We live in a strange time. We carry the entire world around with us in our pocket, our social media feeds flooding us every day with more perspectives than we know what to do with. Yet rather than this incredible interconnectivity helping us to expand our perspective, understand each other better, and bring people closer together, it seems to be having the opposite effect. Our minds have become more entrenched and polarized than ever, our culture more fractured and fragmented, and we seem to be burning more bridges between us than are being built.
As a result, conversations are breaking down. Empathy is breaking down. Our capacity to enfold with each other is breaking down. The spaces between us have become colonized by social media algorithms that exploit our cognitive biases and directly influence what we perceive, how we think, and how we view each other. And the results have been disastrous.

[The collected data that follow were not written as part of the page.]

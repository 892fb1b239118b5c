//! Durable notification storage
//!
//! [`NotificationStore`] is the persistence seam used by the registry. Every
//! operation is atomic on its own; nothing spans multiple calls.
//!
//! Listing operations return records ordered by `created_at` descending, with
//! ties broken by insertion order.

mod migrations;
pub mod sqlite;

use thiserror::Error;

use crate::model::{Notification, NotificationId, NotificationRecord};

pub use sqlite::SqliteStore;

/// Result alias for store operations
pub type StoreResult<T> = Result<T, StoreError>;

/// Failures of the backing database
#[derive(Debug, Error)]
pub enum StoreError {
    #[error("sqlite error: {0}")]
    Sqlite(#[from] rusqlite::Error),
    #[error("migration failed: {0}")]
    Migration(String),
    #[error("database connection poisoned")]
    Poisoned,
    #[error("invalid persisted data: {0}")]
    InvalidData(String),
    #[error("store worker failed: {0}")]
    Worker(#[from] tokio::task::JoinError),
}

/// Persistence contract for notification records
///
/// Implementations may block. The registry only calls them from
/// `spawn_blocking` threads.
pub trait NotificationStore: Send + Sync + 'static {
    /// Persist a record and return its newly assigned id
    fn insert(&self, record: &NotificationRecord) -> StoreResult<NotificationId>;

    /// All records, newest first
    fn find_all(&self) -> StoreResult<Vec<Notification>>;

    /// Unread records, optionally restricted to one recipient, newest first
    fn find_unread(&self, recipient_id: Option<&str>) -> StoreResult<Vec<Notification>>;

    /// Point lookup
    fn find_by_id(&self, id: &NotificationId) -> StoreResult<Option<Notification>>;

    /// Replace every field except the id. Returns `false` if `id` is absent.
    fn replace_by_id(&self, id: &NotificationId, record: &NotificationRecord)
        -> StoreResult<bool>;

    /// Set `is_read` on one record. Returns `false` if `id` is absent.
    fn set_read_by_id(&self, id: &NotificationId) -> StoreResult<bool>;

    /// Set `is_read` on every unread record matching the recipient filter
    ///
    /// Returns the number of records changed.
    fn set_read_where_unread(&self, recipient_id: Option<&str>) -> StoreResult<usize>;

    /// Hard delete. Returns `false` if `id` is absent.
    fn delete_by_id(&self, id: &NotificationId) -> StoreResult<bool>;
}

We see these corrosive effects just about everywhere we look — in our politics, in our media, and sometimes even here in our own integral community. Many think this state of affairs only has one outcome: increasing conflict, which some fear may even spiral into civil war.
But my guest today, Stephanie Lepp, is pointing us toward a different path — where all of this polarization and fragmentation represents an opportunity to rekindle our connections, to deepen and expand our meaning making, and to reinvent the lost art of conversation.
In her Faces of X media project, Stephanie is role modeling a different kind of discourse, one that is based on mutual respect, good faith, humility, and genuine curiosity in other perspectives — all of which have become such scarce resources in today’s attention age.
This incredibly well-produced video series is doing something truly extraordinary, and something that is deeply resonant with the integral heart — encouraging us to reach across the divide, and to open ourselves up to new points of view without compromising our own deeply held principles and dignities. There is an important aspect of “Growing Up” here, allowing us to take greater, deeper, more comprehensive perspectives that are more aligned with our developmental capacities.
And perhaps more importantly, Faces of X also invites us to some critical “Cleaning Up”, helping us to notice that all of the conflicts that we are seeing “out there” are really taking place “in here” — in our own minds, in our own consciousness, in our own relationships with each other — allowing us to re-integrate the disowned pieces of ourselves that are driving so many of these culture war conflicts. There are more things in heaven and earth than are dreamt of in our philosophy, and in our mental models of reality — and Faces of X can help show each of us what we might be missing.